The Supreme British commander, Sir Douglas Haig, with scant knowledge of the conditions under which his troops laboured, continued to order attacks to move the front forward. The 3rd Division managed to reach the outskirts of Passchendaele itself by 12th October but could go no further. On 19th October, Darcy Mountford was reported killed in action; almost certainly a victim of heavy shelling. Darcy’s remains were never located or if they were, were unable to be identified. He may be one of the 800 unidentified Australians buried in the Tyne Cot Cemetery which was established at the end of the war and with 12,000 burials is the largest Commonwealth War Cemetery in the world. The Cross of Sacrifice in the cemetery is constructed on top of the Tyne Cot blockhouse and records that the blockhouse was captured by the 3rd Australian Division on 4thOctober 1917.
Darcy Mountford’s remains were never located. He is one of 56,000 men, including 6,178 Australians, who served in the Ypres campaign and who have no known grave. Their names are inscribed on the Portland Stone Tablets under the arches of the Menin Gate Memorial to the Missing in the city of Ypres (now Ieper).

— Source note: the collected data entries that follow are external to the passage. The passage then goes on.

//! Engine dialects: identifier quoting, placeholders, default schema, catalog introspection.
//!
//! Everything above this module is engine-agnostic. A new engine needs one `Dialect`
//! impl plus one arm in `dialect_for`.

use crate::config::Engine;
use crate::db::Executor;
use crate::error::AppError;
use crate::sql::{BindValue, ColumnKind, QueryBuf};
use crate::table::{ColumnInfo, ColumnSet, Record, TableRef};
use async_trait::async_trait;
use serde_json::Value;
use std::sync::Arc;

/// How an INSERT reports the row it wrote.
#[derive(Clone, Copy, Debug, PartialEq, Eq)]
pub enum Returning {
    /// `... RETURNING *`
    Suffix,
    /// `INSERT INTO t (..) OUTPUT INSERTED.* VALUES (..)`
    Output,
    /// Engine cannot return the row; the written record is echoed.
    None,
}

#[async_trait]
pub trait Dialect: Send + Sync {
    fn engine(&self) -> Engine;

    /// Wrap a table/column/schema name in the engine's quoting syntax.
    fn quote_identifier(&self, name: &str) -> String;

    /// Positional parameter token for 1-based `index`.
    fn placeholder(&self, index: usize) -> String;

    /// Implicit schema when the request names none. `None` means the connection's database.
    fn default_schema(&self) -> Option<&'static str>;

    fn returning(&self) -> Returning;

    /// Catalog query for the table's columns in ordinal order.
    fn columns_query(&self, table: &TableRef) -> QueryBuf;

    /// Expression for the date part of a quoted column.
    fn date_part(&self, quoted_column: &str) -> String {
        format!("CAST({} AS DATE)", quoted_column)
    }

    /// Select-list entry for a column the driver cannot decode as-is, aliased to the
    /// column's own name. `None` selects the column unchanged.
    fn select_expr(&self, _column: &ColumnInfo) -> Option<String> {
        None
    }

    /// `SELECT` of `projection` capped at `limit` rows.
    fn select_limited(&self, projection: &str, qualified_table: &str, limit: u32) -> String {
        format!("SELECT {} FROM {} LIMIT {}", projection, qualified_table, limit)
    }

    fn qualified_table(&self, table: &TableRef) -> String {
        let schema = table.schema.as_deref().or(self.default_schema());
        match schema {
            Some(s) => format!("{}.{}", self.quote_identifier(s), self.quote_identifier(&table.name)),
            None => self.quote_identifier(&table.name),
        }
    }

    /// Introspect the table's columns. Fails with NotFound when the catalog has none.
    async fn list_columns(&self, table: &TableRef, executor: &dyn Executor) -> Result<ColumnSet, AppError> {
        let q = self.columns_query(table);
        let rows = executor.fetch_all(&q).await?;
        let columns: Vec<ColumnInfo> = rows.iter().filter_map(column_from_catalog_row).collect();
        if columns.is_empty() {
            return Err(AppError::not_found(format!("table '{}' does not exist", table.display_name())));
        }
        Ok(ColumnSet::new(columns))
    }
}

fn column_from_catalog_row(row: &Record) -> Option<ColumnInfo> {
    let name = row.get("column_name")?.as_str()?.to_string();
    let data_type = row
        .get("data_type")
        .and_then(Value::as_str)
        .unwrap_or("")
        .to_lowercase();
    Some(ColumnInfo {
        name,
        data_type,
        nullable: truthy(row.get("nullable")),
        has_default: truthy(row.get("has_default")),
    })
}

/// Catalog flags come back as bool, 0/1 or 'YES'/'NO' depending on the engine.
fn truthy(v: Option<&Value>) -> bool {
    match v {
        Some(Value::Bool(b)) => *b,
        Some(Value::Number(n)) => n.as_i64().map(|i| i != 0).unwrap_or(false),
        Some(Value::String(s)) => s.eq_ignore_ascii_case("yes") || s == "1" || s.eq_ignore_ascii_case("true"),
        _ => false,
    }
}

fn text_param(s: &str) -> BindValue {
    BindValue::Text(s.to_string())
}

pub struct PostgresDialect;

#[async_trait]
impl Dialect for PostgresDialect {
    fn engine(&self) -> Engine {
        Engine::Postgres
    }

    fn quote_identifier(&self, name: &str) -> String {
        format!("\"{}\"", name.replace('"', "\"\""))
    }

    fn placeholder(&self, index: usize) -> String {
        format!("${}", index)
    }

    fn default_schema(&self) -> Option<&'static str> {
        Some("public")
    }

    fn returning(&self) -> Returning {
        Returning::Suffix
    }

    /// sqlx reads results in binary, so arrays, bytea, money and every type without a
    /// native decoder (interval, inet, enums, ...) are converted server-side.
    fn select_expr(&self, column: &ColumnInfo) -> Option<String> {
        let quoted = self.quote_identifier(&column.name);
        let expr = match column.data_type.as_str() {
            "array" => format!("array_to_json({})", quoted),
            "bytea" => format!("encode({}, 'hex')", quoted),
            "money" => format!("{}::numeric", quoted),
            "bit" | "bit varying" => format!("{}::text", quoted),
            "text" | "character varying" | "varchar" | "character" | "char" | "bpchar" | "name" => return None,
            other if ColumnKind::from_data_type(other) != ColumnKind::Text => return None,
            _ => format!("{}::text", quoted),
        };
        Some(format!("{} AS {}", expr, quoted))
    }

    fn columns_query(&self, table: &TableRef) -> QueryBuf {
        let mut q = QueryBuf::new();
        let schema = q.push_param(text_param(table.schema.as_deref().unwrap_or("public")));
        let name = q.push_param(text_param(&table.name));
        q.sql = format!(
            "SELECT column_name::text AS column_name, data_type::text AS data_type, \
             (is_nullable = 'YES') AS nullable, \
             (column_default IS NOT NULL OR is_identity = 'YES') AS has_default \
             FROM information_schema.columns \
             WHERE table_schema = {} AND table_name = {} \
             ORDER BY ordinal_position",
            self.placeholder(schema),
            self.placeholder(name)
        );
        q
    }
}

pub struct MySqlDialect;

#[async_trait]
impl Dialect for MySqlDialect {
    fn engine(&self) -> Engine {
        Engine::MySql
    }

    fn quote_identifier(&self, name: &str) -> String {
        format!("`{}`", name.replace('`', "``"))
    }

    fn placeholder(&self, _index: usize) -> String {
        "?".to_string()
    }

    fn default_schema(&self) -> Option<&'static str> {
        None
    }

    fn returning(&self) -> Returning {
        Returning::None
    }

    fn date_part(&self, quoted_column: &str) -> String {
        format!("DATE({})", quoted_column)
    }

    fn columns_query(&self, table: &TableRef) -> QueryBuf {
        let mut q = QueryBuf::new();
        let schema_pred = match &table.schema {
            Some(s) => {
                let n = q.push_param(text_param(s));
                format!("TABLE_SCHEMA = {}", self.placeholder(n))
            }
            None => "TABLE_SCHEMA = DATABASE()".to_string(),
        };
        let name = q.push_param(text_param(&table.name));
        q.sql = format!(
            "SELECT CAST(COLUMN_NAME AS CHAR) AS column_name, CAST(DATA_TYPE AS CHAR) AS data_type, \
             (IS_NULLABLE = 'YES') AS nullable, \
             (COLUMN_DEFAULT IS NOT NULL OR EXTRA LIKE '%auto_increment%') AS has_default \
             FROM information_schema.COLUMNS \
             WHERE {} AND TABLE_NAME = {} \
             ORDER BY ORDINAL_POSITION",
            schema_pred,
            self.placeholder(name)
        );
        q
    }
}

pub struct SqlServerDialect;

#[async_trait]
impl Dialect for SqlServerDialect {
    fn engine(&self) -> Engine {
        Engine::SqlServer
    }

    fn quote_identifier(&self, name: &str) -> String {
        format!("[{}]", name.replace(']', "]]"))
    }

    fn placeholder(&self, index: usize) -> String {
        format!("@P{}", index)
    }

    fn default_schema(&self) -> Option<&'static str> {
        Some("dbo")
    }

    fn returning(&self) -> Returning {
        Returning::Output
    }

    fn select_limited(&self, projection: &str, qualified_table: &str, limit: u32) -> String {
        format!("SELECT TOP ({}) {} FROM {}", limit, projection, qualified_table)
    }

    fn columns_query(&self, table: &TableRef) -> QueryBuf {
        let mut q = QueryBuf::new();
        let schema = q.push_param(text_param(table.schema.as_deref().unwrap_or("dbo")));
        let name = q.push_param(text_param(&table.name));
        q.sql = format!(
            "SELECT COLUMN_NAME AS column_name, DATA_TYPE AS data_type, \
             CAST(CASE WHEN IS_NULLABLE = 'YES' THEN 1 ELSE 0 END AS BIT) AS nullable, \
             CAST(CASE WHEN COLUMN_DEFAULT IS NOT NULL \
               OR COLUMNPROPERTY(OBJECT_ID(QUOTENAME(TABLE_SCHEMA) + '.' + QUOTENAME(TABLE_NAME)), COLUMN_NAME, 'IsIdentity') = 1 \
               THEN 1 ELSE 0 END AS BIT) AS has_default \
             FROM INFORMATION_SCHEMA.COLUMNS \
             WHERE TABLE_SCHEMA = {} AND TABLE_NAME = {} \
             ORDER BY ORDINAL_POSITION",
            self.placeholder(schema),
            self.placeholder(name)
        );
        q
    }
}

/// Plain lookup from engine family to dialect.
pub fn dialect_for(engine: Engine) -> Arc<dyn Dialect> {
    match engine {
        Engine::Postgres => Arc::new(PostgresDialect),
        Engine::MySql => Arc::new(MySqlDialect),
        Engine::SqlServer => Arc::new(SqlServerDialect),
    }
}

Since the late 1920’s, with only the brief interval of the German occupation in the Second World War, the City of Ypres has conducted a ceremony at the Memorial at dusk each evening to commemorate those who died in the Ypres campaign. The ceremony which draws large crowds concludes with the laying of wreaths, the recitation of the ode, and the playing of the Last Post by the city’s bugle corps.
Darcy is commemorated on the Honour Roll of St Mathias’ Church, Woodford and on a family gravestone in the Woodford cemetery. A tree with plaque is included in the Woodford Avenue of Honour.